WHAT IS BEING ASKED:
Below are records; report the number of lines in them that include the word "false", with no other text.

DATASET EXTRACT:
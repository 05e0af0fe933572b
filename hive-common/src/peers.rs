//  Copyright 2025 Hive Project Authors
//
//  Licensed under the Apache License, Version 2.0 (the "License");
//  you may not use this file except in compliance with the License.
//  You may obtain a copy of the License at
//
//  http://www.apache.org/licenses/LICENSE-2.0
//
//  Unless required by applicable law or agreed to in writing, software
//  distributed under the License is distributed on an "AS IS" BASIS,
//  WITHOUT WARRANTIES OR CONDITIONS OF ANY KIND, either express or implied.
//  See the License for the specific language governing permissions and
//  limitations under the License.

use std::sync::Arc;

use async_trait::async_trait;

use crate::{ByteView, Result};

/// A handle to one peer's RPC surface.
#[async_trait]
pub trait PeerClient: Send + Sync + 'static {
    /// The `host:port` address this client is bound to.
    fn addr(&self) -> &str;

    /// Fetch the value for `key` in `group` from the peer.
    async fn fetch(&self, group: &str, key: &str) -> Result<ByteView>;

    /// Ask the peer to drop `key` from `group`. Returns whether the key was
    /// present on the peer.
    async fn evict(&self, group: &str, key: &str) -> Result<bool>;
}

/// Selects the owner peer for a key.
pub trait PeerPicker: Send + Sync + 'static {
    /// Returns the owner of `key`, or `None` when no peer is known.
    fn pick_peer(&self, key: &str) -> Option<PickedPeer>;
}

/// The owner selected for a key.
///
/// When `is_self` is set the caller is the owner and must load locally; the
/// client handle is never dialed in that case.
#[derive(Clone)]
pub struct PickedPeer {
    pub client: Arc<dyn PeerClient>,
    pub is_self: bool,
}
//  Copyright 2025 Hive Project Authors
//
//  Licensed under the Apache License, Version 2.0 (the "License");
//  you may not use this file except in compliance with the License.
//  You may obtain a copy of the License at
//
//  http://www.apache.org/licenses/LICENSE-2.0
//
//  Unless required by applicable law or agreed to in writing, software
//  distributed under the License is distributed on an "AS IS" BASIS,
//  WITHOUT WARRANTIES OR CONDITIONS OF ANY KIND, either express or implied.
//  See the License for the specific language governing permissions and
//  limitations under the License.

use std::{borrow::Borrow, collections::BTreeMap, hash::Hash, sync::Arc};

use hashbrown::HashMap;
use hive_common::code::{Key, Value};

/// Charges the weight of an entry against the cache capacity.
pub type Weighter<K, V> = Arc<dyn Fn(&K, &V) -> usize + Send + Sync + 'static>;

struct LruEntry<V> {
    value: V,
    weight: usize,
    tick: u64,
}

/// A byte-accounted LRU set. Not thread-safe; see [`crate::Cache`] for the
/// concurrent wrapper.
///
/// Recency is tracked with a monotone tick per touch and an ordered index
/// from tick to key, so the LRU end is always the entry with the smallest
/// live tick.
///
/// Invariants:
/// - `usage()` equals the summed weight of live entries.
/// - after any [`Lru::insert`] with a non-zero capacity, `usage() <=
///   capacity()`. An entry whose own weight exceeds the capacity is admitted
///   and then immediately evicted.
pub struct Lru<K, V>
where
    K: Key + Clone,
    V: Value,
{
    capacity: usize,
    usage: usize,
    tick: u64,

    entries: HashMap<K, LruEntry<V>>,
    order: BTreeMap<u64, K>,

    weighter: Weighter<K, V>,
}

impl<K, V> Lru<K, V>
where
    K: Key + Clone,
    V: Value,
{
    /// A capacity of `0` means unbounded.
    pub fn new(capacity: usize, weighter: Weighter<K, V>) -> Self {
        Self {
            capacity,
            usage: 0,
            tick: 0,
            entries: HashMap::new(),
            order: BTreeMap::new(),
            weighter,
        }
    }

    /// Look up `key`, promoting it to the MRU end on a hit.
    pub fn get<Q>(&mut self, key: &Q) -> Option<&V>
    where
        K: Borrow<Q>,
        Q: Hash + Eq + ?Sized,
    {
        let tick = self.next_tick();
        let (owned, old_tick) = {
            let (k, entry) = self.entries.get_key_value(key)?;
            (k.clone(), entry.tick)
        };
        self.order.remove(&old_tick);
        self.order.insert(tick, owned);

        let entry = self.entries.get_mut(key)?;
        entry.tick = tick;
        Some(&entry.value)
    }

    /// Insert or replace `key`, then reclaim space from the LRU end until the
    /// usage fits the capacity. The evicted entries are returned so callers
    /// can fire listeners or drop values outside their own locks.
    pub fn insert(&mut self, key: K, value: V) -> Vec<(K, V)> {
        let weight = (self.weighter)(&key, &value);
        let tick = self.next_tick();

        if let Some(entry) = self.entries.get_mut(&key) {
            self.usage = self.usage - entry.weight + weight;
            self.order.remove(&entry.tick);
            self.order.insert(tick, key);
            entry.value = value;
            entry.weight = weight;
            entry.tick = tick;
        } else {
            self.usage += weight;
            self.order.insert(tick, key.clone());
            self.entries.insert(
                key,
                LruEntry {
                    value,
                    weight,
                    tick,
                },
            );
        }

        self.evict()
    }

    /// Remove `key`. Returns the owned pair if it was present.
    pub fn remove<Q>(&mut self, key: &Q) -> Option<(K, V)>
    where
        K: Borrow<Q>,
        Q: Hash + Eq + ?Sized,
    {
        let (key, entry) = self.entries.remove_entry(key)?;
        self.order.remove(&entry.tick);
        self.usage -= entry.weight;
        Some((key, entry.value))
    }

    fn evict(&mut self) -> Vec<(K, V)> {
        let mut evicted = vec![];
        while self.capacity > 0 && self.usage > self.capacity {
            let Some((_, key)) = self.order.pop_first() else {
                break;
            };
            let Some(entry) = self.entries.remove(&key) else {
                break;
            };
            self.usage -= entry.weight;
            evicted.push((key, entry.value));
        }
        evicted
    }

    /// The entry at the LRU end, least recently touched.
    pub fn peek_lru(&self) -> Option<(&K, &V)> {
        let (_, key) = self.order.first_key_value()?;
        let entry = self.entries.get(key)?;
        Some((key, &entry.value))
    }

    pub fn len(&self) -> usize {
        self.entries.len()
    }

    pub fn is_empty(&self) -> bool {
        self.entries.is_empty()
    }

    pub fn usage(&self) -> usize {
        self.usage
    }

    pub fn capacity(&self) -> usize {
        self.capacity
    }

    fn next_tick(&mut self) -> u64 {
        self.tick += 1;
        self.tick
    }
}
//  Copyright 2025 Hive Project Authors
//
//  Licensed under the Apache License, Version 2.0 (the "License");
//  you may not use this file except in compliance with the License.
//  You may obtain a copy of the License at
//
//  http://www.apache.org/licenses/LICENSE-2.0
//
//  Unless required by applicable law or agreed to in writing, software
//  distributed under the License is distributed on an "AS IS" BASIS,
//  WITHOUT WARRANTIES OR CONDITIONS OF ANY KIND, either express or implied.
//  See the License for the specific language governing permissions and
//  limitations under the License.

mod cache;
mod event;
mod lru;

pub mod prelude;
pub use prelude::*;
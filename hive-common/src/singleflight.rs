//  Copyright 2025 Hive Project Authors
//
//  Licensed under the Apache License, Version 2.0 (the "License");
//  you may not use this file except in compliance with the License.
//  You may obtain a copy of the License at
//
//  http://www.apache.org/licenses/LICENSE-2.0
//
//  Unless required by applicable law or agreed to in writing, software
//  distributed under the License is distributed on an "AS IS" BASIS,
//  WITHOUT WARRANTIES OR CONDITIONS OF ANY KIND, either express or implied.
//  See the License for the specific language governing permissions and
//  limitations under the License.

use std::future::Future;

use hashbrown::hash_map::{Entry as HashMapEntry, HashMap};
use parking_lot::Mutex;
use tokio::sync::oneshot;

/// Coalesces concurrent duplicate loads.
///
/// For any burst of concurrent [`SingleFlight::flight`] calls with the same
/// key, the future is created and run at most once; every caller receives a
/// clone of the single result. Results are not cached past completion: a call
/// arriving after the flight lands runs its own flight.
pub struct SingleFlight<T> {
    calls: Mutex<HashMap<String, Vec<oneshot::Sender<T>>>>,
}

impl<T> Default for SingleFlight<T> {
    fn default() -> Self {
        Self::new()
    }
}

impl<T> SingleFlight<T> {
    pub fn new() -> Self {
        Self {
            calls: Mutex::new(HashMap::new()),
        }
    }
}

impl<T> SingleFlight<T>
where
    T: Clone,
{
    /// Run the future built by `make` under the coalescing scope of `key`.
    ///
    /// Returns the result and whether it was shared from another caller's
    /// flight (`false` for the leader that actually ran the future).
    ///
    /// The map lock is never held across the future. A leader dropped
    /// mid-flight releases its entry, and parked waiters re-enter the flight,
    /// so at most one future is in flight for a key at every instant.
    pub async fn flight<F, Fut>(&self, key: &str, make: F) -> (T, bool)
    where
        F: Fn() -> Fut,
        Fut: Future<Output = T>,
    {
        loop {
            let waiter = {
                let mut calls = self.calls.lock();
                match calls.entry(key.to_owned()) {
                    HashMapEntry::Occupied(mut o) => {
                        let (tx, rx) = oneshot::channel();
                        o.get_mut().push(tx);
                        Some(rx)
                    }
                    HashMapEntry::Vacant(v) => {
                        v.insert(vec![]);
                        None
                    }
                }
            };

            match waiter {
                Some(rx) => {
                    if let Ok(value) = rx.await {
                        return (value, true);
                    }
                    // The leader was dropped before completing; race for the
                    // vacant slot and run the flight ourselves.
                }
                None => {
                    let guard = FlightGuard {
                        calls: &self.calls,
                        key,
                        armed: true,
                    };
                    let value = make().await;
                    for tx in guard.finish() {
                        let _ = tx.send(value.clone());
                    }
                    return (value, false);
                }
            }
        }
    }
}

/// Clears the in-flight entry even if the leader future is dropped, waking
/// waiters so they can retry instead of parking forever.
struct FlightGuard<'a, T> {
    calls: &'a Mutex<HashMap<String, Vec<oneshot::Sender<T>>>>,
    key: &'a str,
    armed: bool,
}

impl<T> FlightGuard<'_, T> {
    fn finish(mut self) -> Vec<oneshot::Sender<T>> {
        self.armed = false;
        self.calls.lock().remove(self.key).unwrap_or_default()
    }
}

impl<T> Drop for FlightGuard<'_, T> {
    fn drop(&mut self) {
        if self.armed {
            self.calls.lock().remove(self.key);
        }
    }
}
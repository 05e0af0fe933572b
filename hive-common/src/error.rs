//  Copyright 2025 Hive Project Authors
//
//  Licensed under the Apache License, Version 2.0 (the "License");
//  you may not use this file except in compliance with the License.
//  You may obtain a copy of the License at
//
//  http://www.apache.org/licenses/LICENSE-2.0
//
//  Unless required by applicable law or agreed to in writing, software
//  distributed under the License is distributed on an "AS IS" BASIS,
//  WITHOUT WARRANTIES OR CONDITIONS OF ANY KIND, either express or implied.
//  See the License for the specific language governing permissions and
//  limitations under the License.

use std::sync::Arc;

/// Error kinds of the cache cluster.
///
/// The enum is `Clone` so a single-flight leader can hand the identical error
/// to every coalesced waiter; opaque loader errors are shared behind an `Arc`.
#[derive(Debug, Clone, thiserror::Error)]
pub enum Error {
    /// Malformed input: empty key, bad address, missing loader.
    #[error("invalid argument: {0}")]
    InvalidArgument(String),
    /// The named group is not registered on this peer.
    #[error("group not registered: {0}")]
    NotFound(String),
    /// The loader failed; its error is forwarded verbatim.
    #[error("upstream: {0}")]
    Upstream(Arc<anyhow::Error>),
    /// A remote peer call failed. Never falls back to a local load.
    #[error("peer: {0}")]
    Peer(String),
    /// Registry interaction failed; membership keeps its last-known state.
    #[error("registry: {0}")]
    Registry(String),
}

impl Error {
    pub fn invalid_argument(message: impl Into<String>) -> Self {
        Self::InvalidArgument(message.into())
    }

    pub fn upstream(source: anyhow::Error) -> Self {
        Self::Upstream(Arc::new(source))
    }
}

pub type Result<T, E = Error> = std::result::Result<T, E>;
//  Copyright 2025 Hive Project Authors
//
//  Licensed under the Apache License, Version 2.0 (the "License");
//  you may not use this file except in compliance with the License.
//  You may obtain a copy of the License at
//
//  http://www.apache.org/licenses/LICENSE-2.0
//
//  Unless required by applicable law or agreed to in writing, software
//  distributed under the License is distributed on an "AS IS" BASIS,
//  WITHOUT WARRANTIES OR CONDITIONS OF ANY KIND, either express or implied.
//  See the License for the specific language governing permissions and
//  limitations under the License.

pub use crate::{
    cache::{Cache, CacheBuilder, Metrics},
    event::EventListener,
    lru::{Lru, Weighter},
};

WRITTEN SOLUTION:
3